@biblioteksentralen/xml-utils
v0.0.1
Published
XML parsing utils
Downloads
4
Keywords
Readme
@biblioteksentralen/xml-utils
XML parsing utils based on @xmldom/xmldom and xpath.
Usage example:
import fs from "node:fs";
import { parseXml } from "@biblioteksentralen/xml-utils";
const data = fs.readFileSync("test-fixtures/marcxchange-v1.xml", "utf-8");
const xml = parseXml(data, {
namespaces: {
marc: "info:lc/xmlns/marcxchange-v1",
},
});
const recordIds = xml
.elements("//marc:record") // returns XmlElement[]

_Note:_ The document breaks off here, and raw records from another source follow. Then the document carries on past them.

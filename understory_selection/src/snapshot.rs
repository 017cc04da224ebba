// Copyright 2025 the Understory Authors
// SPDX-License-Identifier: Apache-2.0 OR MIT

//! Point-in-time copies of selection state.

use alloc::vec::Vec;

/// An ordered copy of a selector's state: `(id, value)` pairs, least recently
/// touched first.
///
/// The value is `()` for [`ItemSelector`](crate::ItemSelector), [`Attrs`](crate::Attrs)
/// for [`AttrSelector`](crate::AttrSelector) and [`TypedAttrs`](crate::TypedAttrs)
/// for [`TypedAttrSelector`](crate::TypedAttrSelector).
///
/// Snapshots can be built by hand (or deserialized with the `serde` feature) and
/// passed to `restore`. Callers must not repeat an id, and attribute values must
/// not be empty; neither is validated.
#[derive(Clone, Debug, PartialEq, Eq)]
#[cfg_attr(
    feature = "serde",
    derive(serde::Serialize, serde::Deserialize),
    serde(transparent)
)]
pub struct Snapshot<K, V> {
    entries: Vec<(K, V)>,
}

impl<K, V> Snapshot<K, V> {
    /// The captured pairs, least recently touched first.
    #[must_use]
    pub fn entries(&self) -> &[(K, V)] {
        &self.entries
    }

    /// Consume the snapshot, returning its pairs.
    #[must_use]
    pub fn into_entries(self) -> Vec<(K, V)> {
        self.entries
    }

    /// Number of captured ids.
    #[must_use]
    pub fn len(&self) -> usize {
        self.entries.len()
    }

    /// Returns `true` if the snapshot captured an empty selection.
    #[must_use]
    pub fn is_empty(&self) -> bool {
        self.entries.is_empty()
    }

    /// Iterate captured ids in order.
    pub fn ids(&self) -> impl Iterator<Item = &K> {
        self.entries.iter().map(|(id, _)| id)
    }

    /// Iterate captured pairs in order.
    pub fn iter(&self) -> impl Iterator<Item = (&K, &V)> {
        self.entries.iter().map(|(id, value)| (id, value))
    }
}

impl<K, V> Default for Snapshot<K, V> {
    fn default() -> Self {
        Self {
            entries: Vec::new(),
        }
    }
}

impl<K, V> From<Vec<(K, V)>> for Snapshot<K, V> {
    fn from(entries: Vec<(K, V)>) -> Self {
        Self { entries }
    }
}

impl<K, V> FromIterator<(K, V)> for Snapshot<K, V> {
    fn from_iter<I: IntoIterator<Item = (K, V)>>(iter: I) -> Self {
        Self {
            entries: iter.into_iter().collect(),
        }
    }
}

impl<K, V> IntoIterator for Snapshot<K, V> {
    type Item = (K, V);
    type IntoIter = alloc::vec::IntoIter<(K, V)>;

    fn into_iter(self) -> Self::IntoIter {
        self.entries.into_iter()
    }
}
// Copyright 2025 the Understory Authors
// SPDX-License-Identifier: Apache-2.0 OR MIT

//! Construction options and the update callback.

use alloc::boxed::Box;
use core::fmt;

/// Callback invoked after every state-changing operation of a selector.
///
/// It receives the selector itself, fully updated, so it can read the new
/// state (for example to re-render). It runs synchronously before the
/// mutating call returns.
pub type OnUpdated<Sel> = Box<dyn Fn(&Sel)>;

/// Options accepted by every selector's `with_options` constructor.
///
/// ```rust
/// use core::cell::Cell;
/// use std::rc::Rc;
/// use understory_selection::{ItemSelector, SelectorOptions};
///
/// let renders = Rc::new(Cell::new(0));
/// let counter = renders.clone();
/// let options = SelectorOptions::new().on_updated(move |_| counter.set(counter.get() + 1));
///
/// let mut selector = ItemSelector::with_options(vec![("a", ()), ("b", ())], options);
/// selector.select("a", false);
/// selector.select("b", true);
/// assert_eq!(renders.get(), 2);
/// ```
pub struct SelectorOptions<Sel> {
    /// Called after each update. `None` means updates are not reported.
    pub on_updated: Option<OnUpdated<Sel>>,
}

impl<Sel> SelectorOptions<Sel> {
    /// Options with no callback.
    #[must_use]
    pub fn new() -> Self {
        Self { on_updated: None }
    }

    /// Set the update callback.
    #[must_use]
    pub fn on_updated(mut self, on_updated: impl Fn(&Sel) + 'static) -> Self {
        self.on_updated = Some(Box::new(on_updated));
        self
    }
}

impl<Sel> Default for SelectorOptions<Sel> {
    fn default() -> Self {
        Self::new()
    }
}

impl<Sel> fmt::Debug for SelectorOptions<Sel> {
    fn fmt(&self, f: &mut fmt::Formatter<'_>) -> fmt::Result {
        f.debug_struct("SelectorOptions")
            .field("on_updated", &self.on_updated.is_some())
            .finish()
    }
}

.map((record) => record.text("./marc:controlfield[@tag='001']"));
console.log(recordIds);
A helper method is also included to remove namespaces. This uses quite simple regular expressions, so use at your own risk, it should be safe for most documents, but is likely to fail in edge cases.
import { parseXml, stripNamespaces } from "@biblioteksentralen/xml-utils";
const xml = parseXml(stripNamespaces(data));
const recordIds = xml
.elements("//record")
.map((record) => record.text("./controlfield[@tag='001']"));
Why not use fast-xml-parser (or something similar)?
fast-xml-parser
outputs nice and friendly JSON for simple XML documents, but that is because it ignores attributes and namespaces and doesn't preserve ordering by default. So it excels at converting XML documents that should probably have been JSON in the first place. It can be configured to not ignore attributes and namespaces and to preserve ordering, but then the output is suddenly quite verbose since all elements then get an extra level – and no longer something that can easily be used to infer a nice-looking JSON schema.- Any XML element can be repeated and you cannot see from the structure alone which ones are
repeated and not.
fast-xml-parser
solves this by guessing, so the author field for a book with one author becomes an object, while the same field for a book with multiple authors becomes an array field. It can be configured to always parse specific fields as arrays, but it's hard to know if you have an exhaustive list without knowing the source really well. - (We don't need the "fast" part since I/O will usually be the bottleneck and we're not doing time-sensitive stuff)